Nursultan Abishevich Nazarbayev began his working career in 1960 at the Karaganda Metallurgical Industrial Complex. He entered politics in 1969 in the Karaganda region. In 1979 he worked as Secretary for the Central Committee of the Communist Party of Kazakhstan. In 1984 he then became Chairman of the Ministers Council.Between 1989 and 1991 he served as the First Secretary of the Central Committee of the Communist Party of Kazakhstan and Chairman of the High Council of Kazakhstan. He has served as the President of Kazakhstan since the nation received its independence in 1991.
"Accelerated industrialization is a step forward; one of the main thoroughfares of Kazakhstan’s journey into the 21st century."
TBY talks to Nursultan Abishevich Nazarbayev, President of the Republic of Kazakhstan, on economic progress in the country, plans for industrial diversification, and developing vectors within the foreign policy sphere.
TBY Esteemed Mr. President, how would you assess the success of the implementation of Kazakhstan’s accelerated industrial-innovation development plan? What has been achieved and what remains to be done?
NURSULTAN ABISHEVICH NAZARBAYEV Accelerated industrialization is a step forward; one of the main thoroughfares of Kazakhstan’s journey into the 21st century. The whole of Kazakhstan is overlaid with this idea. The industrial might of the country is growing stronger before our eyes. At this moment, in the framework of the Industrialization Map, by 2015 some 469 investment projects worth $56.7 billion are planned. There will be more than 300,000 jobs created. In 2010 we opened 152 facilities worth $5.5 billion, and 23,000 Kazakhstanis found permanent employment. In the first half of 2011, 75 investment projects worth $778 million were implemented. More than 6,000 Kazakhstanis found a stable source of income. By the end of the year, some 130 projects worth $4.2 billion will be completed. We are already observing the positive effects of the measures we have taken. According to the statistics, over the first half of 2011 Kazakhstan’s GDP grew by 7%. Industrial production is up by 5.8%, while growth in the manufacturing industry stood at 8.7%. Unemployment decreased to 5.4%. With the entry of new businesses at full capacity, many more socio-economic indicators will improve.
In your state of the union address at the beginning of 2011 you announced a comprehensive social modernization program. What work is being done in this direction?
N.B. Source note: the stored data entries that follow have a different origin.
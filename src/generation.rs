//! Text-generation backends.

use crate::config::GenerationConfig;
use crate::error::{Error, Result};
use reqwest::blocking::Client;
use serde::Deserialize;
use serde_json::json;
use tracing::{debug, warn};

/// Type of text-generation backend.
#[derive(Debug, Clone, Copy, PartialEq, Eq)]
pub enum GeneratorKind {
    /// Ollama-compatible HTTP API
    Ollama,
    /// No backend; every request reports the generator as unavailable
    Offline,
}

impl GeneratorKind {
    /// Creates a generator of this kind.
    ///
    /// # Errors
    ///
    /// Returns an error if the HTTP client cannot be built.
    pub fn create(self, config: &GenerationConfig) -> Result<Box<dyn TextGenerator>> {
        match self {
            Self::Ollama => Ok(Box::new(OllamaGenerator::new(config)?)),
            Self::Offline => Ok(Box::new(OfflineGenerator)),
        }
    }
}

/// A capability that turns one prompt into one textual response.
///
/// The response is free text; callers must not assume it is valid JSON.
pub trait TextGenerator {
    /// Backend name used in logs and errors.
    fn name(&self) -> &str;

    /// Sends `prompt` and returns the generated text.
    ///
    /// # Errors
    ///
    /// Returns [`Error::Generation`] if the backend is unreachable or its
    /// reply does not carry any text.
    fn generate(&self, prompt: &str) -> Result<String>;
}

#[derive(Debug, Deserialize)]
struct OllamaChatResponse {
    message: OllamaMessage,
}

#[derive(Debug, Deserialize)]
struct OllamaMessage {
    content: String,
}

#[derive(Debug, Deserialize)]
struct OllamaGenerateResponse {
    response: String,
}

/// Client for the Ollama HTTP API.
///
/// Uses `/api/chat` first and falls back to `/api/generate` when the chat
/// call fails or answers with an unexpected shape.
pub struct OllamaGenerator {
    client: Client,
    base_url: String,
    model: String,
}

impl OllamaGenerator {
    /// Creates a client from configuration.
    ///
    /// # Errors
    ///
    /// Returns an error if the HTTP client cannot be built.
    pub fn new(config: &GenerationConfig) -> Result<Self> {
        let client = Client::builder()
            .timeout(config.timeout)
            .build()
            .map_err(|e| Error::generation("ollama", format!("failed to create HTTP client: {e}")))?;

        Ok(Self {
            client,
            base_url: config.endpoint.trim_end_matches('/').to_string(),
            model: config.model.clone(),
        })
    }

    fn chat(&self, prompt: &str) -> std::result::Result<String, String> {
        let body = json!({
            "model": self.model,
            "messages": [{ "role": "user", "content": prompt }],
            "stream": false,
        });

        let resp = self
            .client
            .post(format!("{}/api/chat", self.base_url))
            .json(&body)
            .send()
            .map_err(|e| format!("Ollama not reachable: {e}"))?;

        let status = resp.status();
        if !status.is_success() {
            return Err(format!("chat returned HTTP {}", status.as_u16()));
        }

        resp.json::<OllamaChatResponse>()
            .map(|r| r.message.content)
            .map_err(|e| format!("unexpected chat response: {e}"))
    }

    fn complete(&self, prompt: &str) -> std::result::Result<String, String> {
        let body = json!({
            "model": self.model,
            "prompt": prompt,
            "stream": false,
        });

        let resp = self
            .client
            .post(format!("{}/api/generate", self.base_url))
            .json(&body)
            .send()
            .map_err(|e| format!("Ollama not reachable: {e}"))?;

        let status = resp.status();
        if !status.is_success() {
            return Err(format!("generate returned HTTP {}", status.as_u16()));
        }

        resp.json::<OllamaGenerateResponse>()
            .map(|r| r.response)
            .map_err(|e| format!("unexpected generate response: {e}"))
    }
}

impl TextGenerator for OllamaGenerator {
    fn name(&self) -> &str {
        "ollama"
    }

    fn generate(&self, prompt: &str) -> Result<String> {
        debug!("Using model: {}", self.model);

        match self.chat(prompt) {
            Ok(text) => Ok(text),
            Err(chat_err) => {
                warn!("Chat request failed ({}); retrying with /api/generate", chat_err);
                self.complete(prompt).map_err(|generate_err| {
                    Error::generation(
                        self.name(),
                        format!("chat: {chat_err}; generate: {generate_err}"),
                    )
                })
            }
        }
    }
}

/// Backend used when no model is available.
#[derive(Debug, Clone, Copy, Default)]
pub struct OfflineGenerator;

impl TextGenerator for OfflineGenerator {
    fn name(&self) -> &str {
        "offline"
    }

    fn generate(&self, _prompt: &str) -> Result<String> {
        Err(Error::generation(self.name(), "text generation disabled"))
    }
}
The main criterion for assessing the success of a country is the wellbeing of its citizens. Therefore, for us, achieving a European standard of living constitutes the main task of social modernization. We will enhance the quality of the education system, health care, and employment. The living standards for all of Kazakhstan’s citizens will be improved. Over 2011 the pensions, allowances, and salaries of civil servants increased by 30%. Soon we will hold the first “People’s IPO”. The general public of Kazakhstan will be able to purchase shares in national companies and invest in the domestic economy. Social modernization will enable us to significantly improve the quality of our human capital. By 2016, spending on education will reach 5% of GDP. Across the country, we will build 400 new schools. There will be 350 new healthcare facilities. By 2020, the population will be close to 18 million and the life expectancy of Kazakhstanis will increase to 72 years. We will build 6 million square meters of housing each year. Across the entire country, new schools, hospitals, stadiums, and housing facilities are under construction. Since 2010 in Astana, Nazarbayev University has been successfully operating. It is the largest science and education complex in Central Asia.
What is your vision for Kazakhstan’s future?
We are living in exciting times, when the distance between the most audacious ideas and objective reality is shrinking at an incredible speed. It almost seems like yesterday that there was no sovereign Kazakhstan. And yet, in December 2011, the Republic will celebrate 20 years of independence. We started to create a country from scratch, and have never been afraid to set ourselves the most ambitious objectives. Over the years, we have built a prosperous nation and a dynamic economy. Kazakhstan enjoys the respect of the international community. The prosperity of our citizens is growing. Our young capital, Astana, has become one of the most beautiful cities in Eurasia. In 1997, we adopted the Kazakhstan Development Strategy for 2030, and since then we have consistently been achieving the objectives set down in this strategy. Our strategic priority is to diversify the economy. Within five years the share of the manufacturing sector in the structure of the country’s GDP will be no less than 12.5%. The share of non-oil exports will increase to 40%. Labor productivity will increase by a factor of 1.5 in manufacturing, and by a factor of two in agriculture. We will carry out a fundamental modernization of the economy. We have all the necessary natural, infrastructural and, most importantly, human resources to achieve this. In Kazakhstan the new generation born since independence has grown up. Our successes and achievements are helping to raise the self-confidence, desire for change, new victories, and achievements of Kazakhstan’s youth. Our youth are ready to continue the great cause of building a prosperous Kazakhstan.